Batailles choisies #476
Un baume au cœur lorsqu’on fait ses valises après de douces vacances: parler de nos problèmes, plonger dans nos doutes, couler dans nos soucis… pour sortir la tête de l’eau trouble. 🧳
C’est le dernier jour de nos vacances en France. Notre avion décollera à presque minuit ce soir. Ça faisait trois ans que je n’étais pas venue. Ça faisait longtemps que je voulais que mes enfants connaissent la France, la gardent dans leurs souvenirs, sachent où habitent leurs grands-parents qui vivent si loin. Ça m’a fait un bien fou, d’être là, de vivre ça avec mes enfants.
Minuit, c’est loin et c’est proche. Chaque heure de la journée passe avec sa normalité tranquille, avec sa routine des sorties et des repas qu’on a définis pour notre parenthèse estivale et dont on s’est si parfaitement accommodés qu’il nous semble avoir toujours vécu ainsi. Comme chaque heure est lourde, pourtant, loin de la légèreté des dernières semaines! Je passe ma journée à soupirer. J’ai le cœur grevé, terriblement.

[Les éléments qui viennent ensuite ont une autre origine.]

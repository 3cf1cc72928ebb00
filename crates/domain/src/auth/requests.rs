//! Authenticator request and response types.

use serde::{Deserialize, Serialize};
use validator::Validate;

#[derive(Debug, Clone, Deserialize, Validate)]
#[serde(rename_all = "camelCase")]
pub struct RegisterRequest {
    #[validate(length(min = 1, max = 150))]
    pub first_name: String,
    #[validate(length(min = 1, max = 150))]
    pub last_name: String,
    #[validate(email)]
    pub email: String,
    #[validate(length(min = 6, max = 20))]
    pub password: String,
    #[validate(must_match(other = "password"))]
    pub password_confirmation: String,
}

#[derive(Debug, Clone, Deserialize, Validate)]
#[serde(rename_all = "camelCase")]
pub struct LoginRequest {
    #[validate(email)]
    pub email: String,
    #[validate(length(min = 6, max = 20))]
    pub password: String,
}

#[derive(Debug, Clone, Deserialize, Validate)]
#[serde(rename_all = "camelCase")]
pub struct PasswordResetRequest {
    #[validate(email)]
    pub email: String,
}

/// Bearer credentials handed back on register and login.
#[derive(Debug, Clone, PartialEq, Eq, Serialize, Deserialize)]
pub struct Credentials {
    pub token: String,
}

Tout ce que je regarde, les hauts arbres d’un vert d’été de la promenade tout à côté de chez mes parents, le lac aux reflets chatoyants où nous sommes allés quotidiennement, les cimes des bouleaux du bois voisin que les rayons de soleil traversent avec délices, toutes ces couleurs riantes sont teintées de plomb. On repart aujourd’hui, on reprend le cours de notre existence, travail, école, crèche, famille trop lointaine, disputes, marathon quotidien, tunnel et tous les “et caetera” grimaçants d’une vie avec des jeunes enfants.
Minuit, c’est loin, c’est proche et c’est largement l’heure de faire les valises. Mes parents s’occupent des trois petits pour que mon mari et moi puissions résoudre le problème des bagages dans lesquels n’entrent ni ce qu’on veut ramener de France, ni ce qu’on a amené du Chili.

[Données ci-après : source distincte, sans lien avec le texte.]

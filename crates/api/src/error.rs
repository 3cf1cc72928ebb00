//! API error types with HTTP response mapping.

use axum::Json;
use axum::extract::rejection::{JsonRejection, PathRejection, QueryRejection};
use axum::http::{HeaderValue, StatusCode, header};
use axum::response::{IntoResponse, Response};
use domain::{DomainError, ErrorKind};
use serde::Serialize;
use thiserror::Error;

/// API-level error type that maps to HTTP responses.
#[derive(Debug, Error)]
pub enum ApiError {
    /// An error from a domain service.
    #[error(transparent)]
    Domain(#[from] DomainError),

    /// The request could not be bound.
    #[error("{message}")]
    BadRequest {
        message: String,
        details: Vec<String>,
    },

    #[error("too many requests")]
    TooManyRequests { retry_after_secs: u64 },

    /// A handler panicked.
    #[error("internal server error")]
    Panic,
}

/// Wire shape of every error response.
#[derive(Debug, Clone, PartialEq, Eq, Serialize)]
pub struct ErrorBody {
    pub message: String,
    pub details: Vec<String>,
}

/// Copy of the error attached to the response so the access log can
/// report the full chain.
#[derive(Debug, Clone)]
pub struct ErrorReport {
    pub status: StatusCode,
    pub chain: String,
}

impl ApiError {
    pub fn bad_request(message: impl Into<String>) -> Self {
        ApiError::BadRequest {
            message: message.into(),
            details: Vec::new(),
        }
    }

    fn rejection(message: &str, detail: String) -> Self {
        ApiError::BadRequest {
            message: message.to_string(),
            details: vec![detail],
        }
    }

    /// The HTTP status for this error.
    pub fn status(&self) -> StatusCode {
        match self {
            ApiError::Domain(err) => status_for(err.kind()),
            ApiError::BadRequest { .. } => StatusCode::BAD_REQUEST,
            ApiError::TooManyRequests { .. } => StatusCode::TOO_MANY_REQUESTS,
            ApiError::Panic => StatusCode::INTERNAL_SERVER_ERROR,
        }
    }

    /// Builds the response body: the leaf message, plus either the
    /// validation details or the context chain with the outermost last.
    pub fn body(&self) -> ErrorBody {
        match self {
            ApiError::Domain(err) => {
                let leaf = err.leaf();
                let details = match leaf {
                    DomainError::Validation { details, .. } => details.clone(),
                    _ => err.contexts().into_iter().rev().map(str::to_string).collect(),
                };
                ErrorBody {
                    message: leaf.to_string(),
                    details,
                }
            }
            ApiError::BadRequest { message, details } => ErrorBody {
                message: message.clone(),
                details: details.clone(),
            },
            other => ErrorBody {
                message: other.to_string(),
                details: Vec::new(),
            },
        }
    }
}

/// Maps an error kind onto its HTTP status.
pub fn status_for(kind: ErrorKind) -> StatusCode {
    match kind {
        ErrorKind::Validation => StatusCode::BAD_REQUEST,
        ErrorKind::WrongPassword | ErrorKind::Unauthenticated => StatusCode::UNAUTHORIZED,
        ErrorKind::Forbidden => StatusCode::FORBIDDEN,
        ErrorKind::EntityNotFound => StatusCode::NOT_FOUND,
        ErrorKind::OrderNotCompleted => StatusCode::PAYMENT_REQUIRED,
        ErrorKind::Conflict => StatusCode::CONFLICT,
        ErrorKind::Timeout => StatusCode::GATEWAY_TIMEOUT,
        ErrorKind::Internal => StatusCode::INTERNAL_SERVER_ERROR,
    }
}

/// Formats an error and all of its sources as `outer: inner: leaf`.
fn chain(err: &dyn std::error::Error) -> String {
    let mut out = err.to_string();
    let mut source = err.source();
    while let Some(inner) = source {
        out.push_str(": ");
        out.push_str(&inner.to_string());
        source = inner.source();
    }
    out
}

impl IntoResponse for ApiError {
    fn into_response(self) -> Response {
        let status = self.status();
        let report = ErrorReport {
            status,
            chain: chain(&self),
        };

        let mut response = (status, Json(self.body())).into_response();
        if let ApiError::TooManyRequests { retry_after_secs } = self {
            response
                .headers_mut()
                .insert(header::RETRY_AFTER, HeaderValue::from(retry_after_secs));
        }
        response.extensions_mut().insert(report);
        response
    }
}

impl From<JsonRejection> for ApiError {
    fn from(rejection: JsonRejection) -> Self {
        ApiError::rejection("the request body is not valid", rejection.body_text())
    }
}

impl From<QueryRejection> for ApiError {
    fn from(rejection: QueryRejection) -> Self {
        ApiError::rejection("the query string is not valid", rejection.body_text())
    }
}

impl From<PathRejection> for ApiError {
    fn from(rejection: PathRejection) -> Self {
        ApiError::rejection("the path is not valid", rejection.body_text())
    }
}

Cœurs lourds et sourires résignés, on commence les tas, le tas pour la valise en soute, le tas pour la valise en cabine avec les vêtements d’hiver, le tas pour ce qu’on ne ramène pas, le tas pour des choses qu’on aimerait ramener mais qu’on ne pourra certainement pas ramener et qu’on laissera sans doute à mes parents pour qu’ils les prennent lors de leur prochain voyage. Les tas grandissent puis rapetissent à mesure qu’on remplit les valises. Il faut dépasser les tas, partir, laisser tomber notre cœur lourd et nous lancer en avant, vers ce qui nous attend, là-bas, en discutant de ce qui vient:
- Et comment tu penses qu’on peut faire pour améliorer les repas? Honnêtement, c’est chaotique, ça ne peut plus durer comme ça. Tu penses que Dernier sera moins malade? Qu’il nous pompera moins d’énergie? C’est sûr qu’il a changé en un mois, il a grandi, il a fait de grands progrès… J’aimerais bien que Milieu puisse rester tout seul chez ta mère, il n’a pas l’habitude d’être sans nous, ça lui ferait du bien. Tu crois que les enfants pourront s’occuper mieux, le soir? Dehors, s’il fait jour, si Dernier sort un peu de sa période touche-à-tout…

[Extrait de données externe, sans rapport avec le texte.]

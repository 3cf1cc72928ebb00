//! bcrypt password hashing.
//!
//! bcrypt is CPU-bound, so both operations run on the blocking pool.

use async_trait::async_trait;
use common::Context;
use domain::deadline::bounded;
use domain::{DomainError, HashHandler};

use crate::error::IntegrationError;

/// Cost used in production.
pub const DEFAULT_COST: u32 = bcrypt::DEFAULT_COST;

pub struct BcryptHashHandler {
    cost: u32,
}

impl BcryptHashHandler {
    pub fn new(cost: u32) -> Self {
        Self { cost }
    }
}

impl Default for BcryptHashHandler {
    fn default() -> Self {
        Self::new(DEFAULT_COST)
    }
}

#[async_trait]
impl HashHandler for BcryptHashHandler {
    async fn hash(&self, ctx: &Context, password: &str) -> domain::Result<String> {
        let password = password.to_string();
        let cost = self.cost;
        bounded(ctx, "bcrypt.hash", async move {
            let hashed = tokio::task::spawn_blocking(move || bcrypt::hash(password, cost))
                .await
                .map_err(IntegrationError::from)?
                .map_err(IntegrationError::from)?;
            Ok(hashed)
        })
        .await
    }

    async fn compare(&self, ctx: &Context, hash: &str, password: &str) -> domain::Result<()> {
        let hash = hash.to_string();
        let password = password.to_string();
        let matches = bounded(ctx, "bcrypt.verify", async move {
            let matches = tokio::task::spawn_blocking(move || bcrypt::verify(password, &hash))
                .await
                .map_err(IntegrationError::from)?
                .map_err(IntegrationError::from)?;
            Ok(matches)
        })
        .await?;

        if matches {
            Ok(())
        } else {
            Err(DomainError::WrongPassword)
        }
    }
}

Il faut bien partir et quitter la France, en pensées. Il faut bien mettre nos mains dans le cambouis, fuir en avant, s’attaquer à la vraie vie. C’était une douce parenthèse, loin du quotidien, que ce séjour. C’était un moment suspendu. Mais faisons éclater la bulle, c’est vital, laissons couler l’eau iridescente, oublions les couleurs de l’arc en ciel, revenons au marronnasse de notre bouillasse de tous les jours, où il faut se pro-jeter…
Le zip se referme sur notre parenthèse. Nos valises sont faites. La tête, déjà partie, déjà rentrée, lourde d’interrogations, de doutes, de tristesse, a récupéré le poids du cœur, vidé, asséché et allégé.